Curable Silicone Releasing Agent Composition
SHIN-ETSU CHEM. CO LTD Japanese Appl. 2005-314,510
The composition of a curable silicone film with small peel resistance at low-speed/high-speed peeling, with slipperiness and good resistance to air exposure is described. The film includes: (A) a diorganopolysiloxane containing 0.5–5 mol% alkenyl groups bonded to Si; (B) a diorganopolysiloxane with alkenyl groups bonded to Si at the terminals of the molecular chain; (C) an organohydrogenpolysiloxane; and (D) a catalytic amount of Pt-based catalyst.
Carbon Nanotube Pastes and Methods of Use
O. MATARREDONA et al. U.S. Appl. 2006/039,848
Dispersible pastes consisting of C single-walled nanotubes (SWNTs) in H2O or an organic solvent are prepared. These pastes can be impregnated with noble metal precursors including compounds of Pt. The SWNT-Pt composites can have small Pt clusters distributed evenly over the surface and can be used as catalysts or as electrodes for fuel cells.
Carbon-Supported Alloy Nanoparticle Catalysts
RES. FOUND. STATE UNIV. NEW YORK U.S. Patent 7,053,021
C-supported core-shell PtVFe nanoparticle electrocatalysts (1) are formed from a reaction solution (2) including precursors containing metals or salts of Pt, V and Fe plus an organic compound. The process produces nanoparticles of controlled size within the range 1.0–10.0 nm, the size being determined by the composition of (2). (1) are particularly useful for O2 reduction reactions (ORR), exhibiting ORR catalytic activities in the range ∼ 2–4 times that of a standard Pt/C catalyst.
Reduced Cost Catalyst for Fuel Cell
NISSAN MOTOR CO LTD Japanese Appl. 2005-332,662
Manufacturing costs for a fuel cell catalyst containing Pt plus Ir oxide (1) are reduced using the described method. First an Ir complex is formed from a mixture of Ir chloride solution and a hydroxide of an alkali metal or alkaline earth metal. This complex is deposited onto a C support, then baked to high temperature to form (1), without burning the support. Finally Pt is added to the catalyst support which contains (1).

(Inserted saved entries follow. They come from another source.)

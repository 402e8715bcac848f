//! The store capability contract
//!
//! Every cache backend implements [`Store`]. The trait is object safe so a
//! cascade can hold `Arc<dyn Store>` tiers of different kinds side by side.
//! [`StoreExt`] layers the value-level API (read/write/fetch) over the
//! entry-level contract for every store, including cascades.

use bytes::Bytes;
use regex::Regex;

use crate::entry::Entry;
use crate::error::Result;
use crate::options::Options;

/// Entry-level operations every cache store provides
///
/// Stores own key encoding, value representation and expiry. Callers hand
/// them keys and [`Entry`] values and get entries back.
pub trait Store: Send + Sync {
    /// Registry identifier of this store, e.g. `memory_store`
    fn kind(&self) -> &str;

    /// Defaults this store was constructed with
    fn options(&self) -> &Options;

    /// Read the live entry for `key`
    fn read_entry(&self, key: &str, options: &Options) -> Result<Option<Entry>>;

    /// Store `entry` under `key`
    fn write_entry(&self, key: &str, entry: &Entry, options: &Options) -> Result<bool>;

    /// Remove `key`, returning whether it was present
    fn delete_entry(&self, key: &str, options: &Options) -> Result<bool>;

    /// Add `amount` to an existing integer value
    ///
    /// Returns `Ok(None)` if the key is absent.
    fn increment(&self, key: &str, amount: i64, options: &Options) -> Result<Option<i64>>;

    /// Subtract `amount` from an existing integer value
    ///
    /// Returns `Ok(None)` if the key is absent.
    fn decrement(&self, key: &str, amount: i64, options: &Options) -> Result<Option<i64>>;

    /// Remove every key matching `pattern`, returning how many were removed
    fn delete_matched(&self, pattern: &Regex, options: &Options) -> Result<usize>;

    /// Remove every entry
    fn clear(&self, options: &Options) -> Result<()>;

    /// Prune expired entries, returning how many were removed
    fn cleanup(&self, options: &Options) -> Result<usize>;
}

/// Value-level operations available on every [`Store`]
///
/// Per-call options are merged over the store's own defaults before the
/// entry-level call is made.
pub trait StoreExt: Store {
    /// Read the value for `key`
    fn read_value(&self, key: &str, options: &Options) -> Result<Option<Bytes>> {
        let options = self.options().merged(options);
        Ok(self.read_entry(key, &options)?.map(Entry::into_value))
    }

    /// Write `value` under `key`, honouring `expires_in`
    fn write_value(&self, key: &str, value: impl Into<Bytes>, options: &Options) -> Result<bool> {
        let options = self.options().merged(options);
        let entry = match options.expires_in {
            Some(ttl) => Entry::with_expires_in(value, ttl),
            None => Entry::new(value),
        };
        self.write_entry(key, &entry, &options)
    }

    /// Delete `key`
    fn delete(&self, key: &str, options: &Options) -> Result<bool> {
        let options = self.options().merged(options);
        self.delete_entry(key, &options)
    }

    /// Whether a live entry exists for `key`
    fn exist(&self, key: &str, options: &Options) -> Result<bool> {
        let options = self.options().merged(options);
        Ok(self.read_entry(key, &options)?.is_some())
    }

    /// Read several keys, returning the hits in request order
    fn read_multi<'k, I>(&self, keys: I, options: &Options) -> Result<Vec<(String, Bytes)>>
    where
        I: IntoIterator<Item = &'k str>,
    {
        let options = self.options().merged(options);
        let mut hits = Vec::new();
        for key in keys {
            if let Some(entry) = self.read_entry(key, &options)? {
                hits.push((key.to_string(), entry.into_value()));
            }
        }
        Ok(hits)
    }

    /// Read `key`, or compute, store and return the value on a miss
    ///
    /// With `force` set the read is skipped and the value always recomputed.
    fn fetch<F, V>(&self, key: &str, options: &Options, compute: F) -> Result<Bytes>
    where
        F: FnOnce() -> V,
        V: Into<Bytes>,
    {
        if !self.options().merged(options).is_forced() {
            if let Some(value) = self.read_value(key, options)? {
                return Ok(value);
            }
        }

        let value: Bytes = compute().into();
        self.write_value(key, value.clone(), options)?;
        Ok(value)
    }
}

impl<S: Store + ?Sized> StoreExt for S {}

#[cfg(test)]
mod tests {
    use super::*;
    use crate::MemoryStore;
    use std::sync::Arc;
    use std::time::Duration;

    fn store() -> MemoryStore {
        MemoryStore::new(Options::new(), 16)
    }

    #[test]
    fn test_read_and_write() {
        let store = store();
        assert!(store.write_value("foo", "bar", &Options::new()).unwrap());
        assert_eq!(store.read_value("foo", &Options::new()).unwrap().unwrap(), "bar");
    }

    #[test]
    fn test_overwrite() {
        let store = store();
        store.write_value("foo", "bar", &Options::new()).unwrap();
        store.write_value("foo", "baz", &Options::new()).unwrap();
        assert_eq!(store.read_value("foo", &Options::new()).unwrap().unwrap(), "baz");
    }

    #[test]
    fn test_keys_are_case_sensitive() {
        let store = store();
        store.write_value("foo", "bar", &Options::new()).unwrap();
        assert!(store.read_value("FOO", &Options::new()).unwrap().is_none());
    }

    #[test]
    fn test_write_uses_default_expiry() {
        let store = MemoryStore::new(Options::new().expires_in(Duration::from_secs(60)), 16);
        store.write_value("foo", "bar", &Options::new()).unwrap();

        let entry = store.read_entry("foo", &Options::new()).unwrap().unwrap();
        assert!(entry.expires_at().is_some());
    }

    #[test]
    fn test_write_with_huge_expiry() {
        let store = store();
        let options: Options = serde_json::from_str(r#"{"expires_in": 1e19}"#).unwrap();

        assert!(store.write_value("foo", "bar", &options).unwrap());
        let entry = store.read_entry("foo", &Options::new()).unwrap().unwrap();
        assert!(entry.expires_at().is_none());
        assert_eq!(entry.value().as_ref(), b"bar");
    }

    #[test]
    fn test_exist_and_delete() {
        let store = store();
        store.write_value("foo", "bar", &Options::new()).unwrap();

        assert!(store.exist("foo", &Options::new()).unwrap());
        assert!(!store.exist("bar", &Options::new()).unwrap());
        assert!(store.delete("foo", &Options::new()).unwrap());
        assert!(!store.exist("foo", &Options::new()).unwrap());
    }

    #[test]
    fn test_read_multi() {
        let store = store();
        store.write_value("foo", "bar", &Options::new()).unwrap();
        store.write_value("fu", "baz", &Options::new()).unwrap();
        store.write_value("fud", "biz", &Options::new()).unwrap();

        let hits = store.read_multi(["foo", "nope", "fu"], &Options::new()).unwrap();
        assert_eq!(
            hits,
            vec![
                ("foo".to_string(), Bytes::from("bar")),
                ("fu".to_string(), Bytes::from("baz")),
            ]
        );
    }

    #[test]
    fn test_fetch_hit_and_miss() {
        let store = store();
        store.write_value("foo", "bar", &Options::new()).unwrap();

        let hit = store.fetch("foo", &Options::new(), || -> &'static str { panic!("computed") });
        assert_eq!(hit.unwrap(), "bar");

        let miss = store.fetch("fu", &Options::new(), || "baz").unwrap();
        assert_eq!(miss, "baz");
        assert_eq!(store.read_value("fu", &Options::new()).unwrap().unwrap(), "baz");
    }

    #[test]
    fn test_fetch_forced() {
        let store = store();
        store.write_value("foo", "bar", &Options::new()).unwrap();

        let value = store.fetch("foo", &Options::new().force(true), || "baz").unwrap();
        assert_eq!(value, "baz");
        assert_eq!(store.read_value("foo", &Options::new()).unwrap().unwrap(), "baz");
    }

    #[test]
    fn test_ext_on_trait_object() {
        let store: Arc<dyn Store> = Arc::new(store());
        store.write_value("foo", "bar", &Options::new()).unwrap();
        assert_eq!(store.read_value("foo", &Options::new()).unwrap().unwrap(), "bar");
    }
}
//! In-process store on top of the LRU map

use parking_lot::Mutex;
use regex::Regex;
use tracing::trace;

use crate::entry::Entry;
use crate::error::{Error, Result};
use crate::lru::LruMap;
use crate::options::Options;
use crate::store::Store;

/// Default number of entries a memory store holds
pub const DEFAULT_CAPACITY: usize = 10_000;

/// Thread-safe, bounded in-memory store
///
/// Expired entries are dropped when read and by [`Store::cleanup`]; the
/// least recently used entry is evicted once `capacity` is reached.
pub struct MemoryStore {
    options: Options,
    entries: Mutex<LruMap<String, Entry>>,
}

impl MemoryStore {
    /// Create a store with the given defaults and capacity
    ///
    /// # Panics
    /// If `capacity` is zero.
    pub fn new(options: Options, capacity: usize) -> Self {
        Self {
            options,
            entries: Mutex::new(LruMap::new(capacity)),
        }
    }

    /// Number of entries held, expired ones included
    pub fn len(&self) -> usize {
        self.entries.lock().len()
    }

    /// Whether the store holds nothing
    pub fn is_empty(&self) -> bool {
        self.entries.lock().is_empty()
    }

    /// Maximum number of entries
    pub fn capacity(&self) -> usize {
        self.entries.lock().capacity()
    }

    fn adjust(&self, key: &str, delta: i64) -> Result<Option<i64>> {
        let mut entries = self.entries.lock();
        let key = key.to_string();

        let current = match entries.peek(&key).cloned() {
            Some(entry) if entry.is_expired() => {
                entries.remove(&key);
                return Ok(None);
            }
            Some(entry) => entry,
            None => return Ok(None),
        };

        let n = current
            .as_integer()
            .ok_or_else(|| Error::NotNumeric(key.clone()))?
            .wrapping_add(delta);
        entries.insert(key, current.replace_value(n.to_string()));
        Ok(Some(n))
    }
}

impl Store for MemoryStore {
    fn kind(&self) -> &str {
        "memory_store"
    }

    fn options(&self) -> &Options {
        &self.options
    }

    fn read_entry(&self, key: &str, _options: &Options) -> Result<Option<Entry>> {
        let mut entries = self.entries.lock();
        let key = key.to_string();

        match entries.get(&key).cloned() {
            Some(entry) if entry.is_expired() => {
                entries.remove(&key);
                Ok(None)
            }
            found => Ok(found),
        }
    }

    fn write_entry(&self, key: &str, entry: &Entry, _options: &Options) -> Result<bool> {
        let evicted = self.entries.lock().insert(key.to_string(), entry.clone());
        if let Some((old, _)) = evicted {
            trace!(key = %old, "memory store evicted entry");
        }
        Ok(true)
    }

    fn delete_entry(&self, key: &str, _options: &Options) -> Result<bool> {
        Ok(self.entries.lock().remove(&key.to_string()).is_some())
    }

    fn increment(&self, key: &str, amount: i64, _options: &Options) -> Result<Option<i64>> {
        self.adjust(key, amount)
    }

    fn decrement(&self, key: &str, amount: i64, _options: &Options) -> Result<Option<i64>> {
        self.adjust(key, amount.wrapping_neg())
    }

    fn delete_matched(&self, pattern: &Regex, _options: &Options) -> Result<usize> {
        Ok(self.entries.lock().retain(|key, _| !pattern.is_match(key)))
    }

    fn clear(&self, _options: &Options) -> Result<()> {
        self.entries.lock().clear();
        Ok(())
    }

    fn cleanup(&self, _options: &Options) -> Result<usize> {
        Ok(self.entries.lock().retain(|_, entry| !entry.is_expired()))
    }
}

ELECTRICAL AND ELECTRONIC ENGINEERING
Self-Aligned Silicide Contact
IBM CORP U.S. Appl. 2006/051,961
A self-aligned Ni alloy silicide contact is described. A conductive Ni-Pt alloy is first deposited onto a Si-containing semiconductor structure. An O2 diffusion barrier is deposited to prevent metal oxidation, then an annealing step causes formation of a Ni-Si, Pt-Si contact in regions in contact with Si. Finally a selective etching step removes unreacted Ni-Pt from regions not in contact with Si.
Iridium Oxide Nanowires
SHARP LAB. INC U.S. Appl. 2006/086,314
Ir oxide nanowires (1) are grown from an Ir-containing precursor, using a MOCVD process from the surfaces of a growth promotion film which has non-continuous surfaces. (1) have a diameter in the range of 100–1000 Å, a length in the range of 1000 Å–2 µm and an aspect ratio (length:width) of > 50:1. (1) include single-crystal cores covered with an amorphous layer of < 10 Å thickness.
Magnetic Recording Media
SEAGATE TECHNOL. LLC U.S. Patent 7,041,394
A magnetic recording disc includes a disc substrate of glass, quartz, Si, SiO2, ceramic or AlMg, with an etched locking pattern of multiple pits, completely filled with chemically synthesised nanoparticles (1) of a single magnetic species. (1) may consist of Fe-Pt, Co-Pt, Fe-Pd or Mn-Al, and have a grain size of 3–10 nm. (1) exhibit short-range order characteristics, forming self organised magnetic arrays.